[[ Recorded data, beginning ]]

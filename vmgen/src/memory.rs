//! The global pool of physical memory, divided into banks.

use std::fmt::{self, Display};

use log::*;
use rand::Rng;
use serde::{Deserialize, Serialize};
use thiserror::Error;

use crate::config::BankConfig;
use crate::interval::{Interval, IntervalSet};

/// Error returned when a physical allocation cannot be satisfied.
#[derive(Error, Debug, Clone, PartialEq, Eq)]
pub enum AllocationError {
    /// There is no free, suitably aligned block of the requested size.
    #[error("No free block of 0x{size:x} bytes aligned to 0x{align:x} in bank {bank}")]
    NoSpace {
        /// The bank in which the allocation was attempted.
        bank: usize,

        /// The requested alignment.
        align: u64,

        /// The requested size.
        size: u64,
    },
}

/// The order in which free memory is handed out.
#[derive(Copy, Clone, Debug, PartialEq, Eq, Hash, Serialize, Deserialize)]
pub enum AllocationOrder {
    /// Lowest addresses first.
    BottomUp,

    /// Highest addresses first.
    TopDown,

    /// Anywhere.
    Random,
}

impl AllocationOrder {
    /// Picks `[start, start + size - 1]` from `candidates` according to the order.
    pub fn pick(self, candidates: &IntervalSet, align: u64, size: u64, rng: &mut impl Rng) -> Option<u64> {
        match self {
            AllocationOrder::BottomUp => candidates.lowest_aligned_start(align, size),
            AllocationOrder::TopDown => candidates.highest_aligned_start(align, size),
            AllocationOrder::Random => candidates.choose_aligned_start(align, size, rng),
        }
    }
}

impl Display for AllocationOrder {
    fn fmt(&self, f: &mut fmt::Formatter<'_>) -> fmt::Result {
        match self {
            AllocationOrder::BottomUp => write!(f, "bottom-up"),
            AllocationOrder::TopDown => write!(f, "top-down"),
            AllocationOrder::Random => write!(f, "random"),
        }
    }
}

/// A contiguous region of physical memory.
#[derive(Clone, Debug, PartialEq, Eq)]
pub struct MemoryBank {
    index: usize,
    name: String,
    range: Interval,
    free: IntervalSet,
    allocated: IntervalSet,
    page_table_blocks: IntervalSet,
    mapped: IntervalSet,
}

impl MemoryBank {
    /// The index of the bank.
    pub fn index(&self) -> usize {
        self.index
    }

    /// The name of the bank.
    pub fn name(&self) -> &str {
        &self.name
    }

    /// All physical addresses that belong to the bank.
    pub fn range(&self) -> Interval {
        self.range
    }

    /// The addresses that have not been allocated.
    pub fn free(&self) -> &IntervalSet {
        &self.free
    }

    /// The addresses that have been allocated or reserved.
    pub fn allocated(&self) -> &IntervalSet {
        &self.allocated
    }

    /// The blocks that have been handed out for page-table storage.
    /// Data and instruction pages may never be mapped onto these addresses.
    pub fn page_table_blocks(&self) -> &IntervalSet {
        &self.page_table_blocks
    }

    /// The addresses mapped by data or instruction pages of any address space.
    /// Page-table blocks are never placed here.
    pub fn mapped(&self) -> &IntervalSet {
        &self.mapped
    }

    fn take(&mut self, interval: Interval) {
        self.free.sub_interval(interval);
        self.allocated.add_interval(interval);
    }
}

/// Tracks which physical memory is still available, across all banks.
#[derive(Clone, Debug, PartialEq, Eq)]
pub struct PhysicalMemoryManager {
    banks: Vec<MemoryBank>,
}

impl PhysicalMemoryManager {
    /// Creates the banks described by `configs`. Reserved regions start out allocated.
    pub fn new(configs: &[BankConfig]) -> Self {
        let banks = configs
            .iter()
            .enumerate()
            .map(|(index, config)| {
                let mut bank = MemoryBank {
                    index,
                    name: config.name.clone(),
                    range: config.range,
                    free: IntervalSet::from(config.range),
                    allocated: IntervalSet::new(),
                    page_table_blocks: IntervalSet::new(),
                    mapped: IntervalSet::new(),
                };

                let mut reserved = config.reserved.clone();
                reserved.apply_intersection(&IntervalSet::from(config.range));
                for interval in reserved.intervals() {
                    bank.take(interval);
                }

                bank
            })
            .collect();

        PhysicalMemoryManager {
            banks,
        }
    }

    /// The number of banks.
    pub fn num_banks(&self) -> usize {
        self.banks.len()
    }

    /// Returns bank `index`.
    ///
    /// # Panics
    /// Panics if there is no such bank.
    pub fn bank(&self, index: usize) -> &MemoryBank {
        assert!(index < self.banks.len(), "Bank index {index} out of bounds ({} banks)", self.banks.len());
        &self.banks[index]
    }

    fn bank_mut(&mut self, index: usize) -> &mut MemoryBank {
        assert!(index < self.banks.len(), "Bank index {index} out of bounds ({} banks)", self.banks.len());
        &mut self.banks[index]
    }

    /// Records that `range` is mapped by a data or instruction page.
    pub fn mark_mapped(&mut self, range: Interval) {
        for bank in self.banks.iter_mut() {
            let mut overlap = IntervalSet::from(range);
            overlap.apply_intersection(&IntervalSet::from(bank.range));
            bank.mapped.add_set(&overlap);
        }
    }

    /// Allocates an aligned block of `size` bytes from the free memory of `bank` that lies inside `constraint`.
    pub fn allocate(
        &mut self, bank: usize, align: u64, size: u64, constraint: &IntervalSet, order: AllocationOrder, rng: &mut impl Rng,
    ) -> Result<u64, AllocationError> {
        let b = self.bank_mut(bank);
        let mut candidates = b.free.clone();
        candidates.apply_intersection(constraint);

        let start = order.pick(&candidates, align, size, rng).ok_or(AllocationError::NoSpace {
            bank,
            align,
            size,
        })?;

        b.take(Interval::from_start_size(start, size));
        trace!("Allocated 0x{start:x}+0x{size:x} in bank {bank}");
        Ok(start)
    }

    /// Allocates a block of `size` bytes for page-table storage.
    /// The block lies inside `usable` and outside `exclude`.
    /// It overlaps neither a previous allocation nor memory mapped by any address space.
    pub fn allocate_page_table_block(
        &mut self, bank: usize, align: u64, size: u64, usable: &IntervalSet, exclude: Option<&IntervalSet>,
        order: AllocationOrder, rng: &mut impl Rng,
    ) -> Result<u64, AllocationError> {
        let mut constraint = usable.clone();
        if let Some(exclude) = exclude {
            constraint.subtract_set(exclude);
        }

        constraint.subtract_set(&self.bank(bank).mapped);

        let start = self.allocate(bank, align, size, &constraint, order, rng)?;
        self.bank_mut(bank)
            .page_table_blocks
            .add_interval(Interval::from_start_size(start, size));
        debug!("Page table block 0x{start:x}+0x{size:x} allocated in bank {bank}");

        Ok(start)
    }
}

[[ Recorded data, end ]]

◆ Requirement
Reproduce each entry exactly, with nothing missing.

◆ Result of this exercise
filename vmgen/src/memory.rs
//! The global pool of physical memory, divided into banks.

use std::fmt::{self, Display};

use log::*;
use rand::Rng;
use serde::{Deserialize, Serialize};
use thiserror::Error;

use crate::config::BankConfig;
use crate::interval::{Interval, IntervalSet};

/// Error returned when a physical allocation cannot be satisfied.
#[derive(Error, Debug, Clone, PartialEq, Eq)]
pub enum AllocationError {
    /// There is no free, suitably aligned block of the requested size.
    #[error("No free block of 0x{size:x} bytes aligned to 0x{align:x} in bank {bank}")]
    NoSpace {
        /// The bank in which the allocation was attempted.
        bank: usize,

        /// The requested alignment.
        align: u64,

        /// The requested size.
        size: u64,
    },
}

/// The order in which free memory is handed out.
#[derive(Copy, Clone, Debug, PartialEq, Eq, Hash, Serialize, Deserialize)]
pub enum AllocationOrder {
    /// Lowest addresses first.
    BottomUp,

    /// Highest addresses first.
    TopDown,

    /// Anywhere.
    Random,
}

impl AllocationOrder {
    /// Picks `[start, start + size - 1]` from `candidates` according to the order.
    pub fn pick(self, candidates: &IntervalSet, align: u64, size: u64, rng: &mut impl Rng) -> Option<u64> {
        match self {
            AllocationOrder::BottomUp => candidates.lowest_aligned_start(align, size),
            AllocationOrder::TopDown => candidates.highest_aligned_start(align, size),
            AllocationOrder::Random => candidates.choose_aligned_start(align, size, rng),
        }
    }
}

impl Display for AllocationOrder {
    fn fmt(&self, f: &mut fmt::Formatter<'_>) -> fmt::Result {
        match self {
            AllocationOrder::BottomUp => write!(f, "bottom-up"),
            AllocationOrder::TopDown => write!(f, "top-down"),
            AllocationOrder::Random => write!(f, "random"),
        }
    }
}

/// A contiguous region of physical memory.
#[derive(Clone, Debug, PartialEq, Eq)]
pub struct MemoryBank {
    index: usize,
    name: String,
    range: Interval,
    free: IntervalSet,
    allocated: IntervalSet,
    page_table_blocks: IntervalSet,
    mapped: IntervalSet,
}

impl MemoryBank {
    /// The index of the bank.
    pub fn index(&self) -> usize {
        self.index
    }

    /// The name of the bank.
    pub fn name(&self) -> &str {
        &self.name
    }

    /// All physical addresses that belong to the bank.
    pub fn range(&self) -> Interval {
        self.range
    }

    /// The addresses that have not been allocated.
    pub fn free(&self) -> &IntervalSet {
        &self.free
    }

    /// The addresses that have been allocated or reserved.
    pub fn allocated(&self) -> &IntervalSet {
        &self.allocated
    }

    /// The blocks that have been handed out for page-table storage.
    /// Data and instruction pages may never be mapped onto these addresses.
    pub fn page_table_blocks(&self) -> &IntervalSet {
        &self.page_table_blocks
    }

    /// The addresses mapped by data or instruction pages of any address space.
    /// Page-table blocks are never placed here.
    pub fn mapped(&self) -> &IntervalSet {
        &self.mapped
    }

    fn take(&mut self, interval: Interval) {
        self.free.sub_interval(interval);
        self.allocated.add_interval(interval);
    }
}

/// Tracks which physical memory is still available, across all banks.
#[derive(Clone, Debug, PartialEq, Eq)]
pub struct PhysicalMemoryManager {
    banks: Vec<MemoryBank>,
}

impl PhysicalMemoryManager {
    /// Creates the banks described by `configs`. Reserved regions start out allocated.
    pub fn new(configs: &[BankConfig]) -> Self {
        let banks = configs
            .iter()
            .enumerate()
            .map(|(index, config)| {
                let mut bank = MemoryBank {
                    index,
                    name: config.name.clone(),
                    range: config.range,
                    free: IntervalSet::from(config.range),
                    allocated: IntervalSet::new(),
                    page_table_blocks: IntervalSet::new(),
                    mapped: IntervalSet::new(),
                };

                let mut reserved = config.reserved.clone();
                reserved.apply_intersection(&IntervalSet::from(config.range));
                for interval in reserved.intervals() {
                    bank.take(interval);
                }

                bank
            })
            .collect();

        PhysicalMemoryManager {
            banks,
        }
    }

    /// The number of banks.
    pub fn num_banks(&self) -> usize {
        self.banks.len()
    }

    /// Returns bank `index`.
    ///
    /// # Panics
    /// Panics if there is no such bank.
    pub fn bank(&self, index: usize) -> &MemoryBank {
        assert!(index < self.banks.len(), "Bank index {index} out of bounds ({} banks)", self.banks.len());
        &self.banks[index]
    }

    fn bank_mut(&mut self, index: usize) -> &mut MemoryBank {
        assert!(index < self.banks.len(), "Bank index {index} out of bounds ({} banks)", self.banks.len());
        &mut self.banks[index]
    }

    /// Records that `range` is mapped by a data or instruction page.
    pub fn mark_mapped(&mut self, range: Interval) {
        for bank in self.banks.iter_mut() {
            let mut overlap = IntervalSet::from(range);
            overlap.apply_intersection(&IntervalSet::from(bank.range));
            bank.mapped.add_set(&overlap);
        }
    }

    /// Allocates an aligned block of `size` bytes from the free memory of `bank` that lies inside `constraint`.
    pub fn allocate(
        &mut self, bank: usize, align: u64, size: u64, constraint: &IntervalSet, order: AllocationOrder, rng: &mut impl Rng,
    ) -> Result<u64, AllocationError> {
        let b = self.bank_mut(bank);
        let mut candidates = b.free.clone();
        candidates.apply_intersection(constraint);

        let start = order.pick(&candidates, align, size, rng).ok_or(AllocationError::NoSpace {
            bank,
            align,
            size,
        })?;

        b.take(Interval::from_start_size(start, size));
        trace!("Allocated 0x{start:x}+0x{size:x} in bank {bank}");
        Ok(start)
    }

    /// Allocates a block of `size` bytes for page-table storage.
    /// The block lies inside `usable` and outside `exclude`.
    /// It overlaps neither a previous allocation nor memory mapped by any address space.
    pub fn allocate_page_table_block(
        &mut self, bank: usize, align: u64, size: u64, usable: &IntervalSet, exclude: Option<&IntervalSet>,
        order: AllocationOrder, rng: &mut impl Rng,
    ) -> Result<u64, AllocationError> {
        let mut constraint = usable.clone();
        if let Some(exclude) = exclude {
            constraint.subtract_set(exclude);
        }

        constraint.subtract_set(&self.bank(bank).mapped);

        let start = self.allocate(bank, align, size, &constraint, order, rng)?;
        self.bank_mut(bank)
            .page_table_blocks
            .add_interval(Interval::from_start_size(start, size));
        debug!("Page table block 0x{start:x}+0x{size:x} allocated in bank {bank}");

        Ok(start)
    }
}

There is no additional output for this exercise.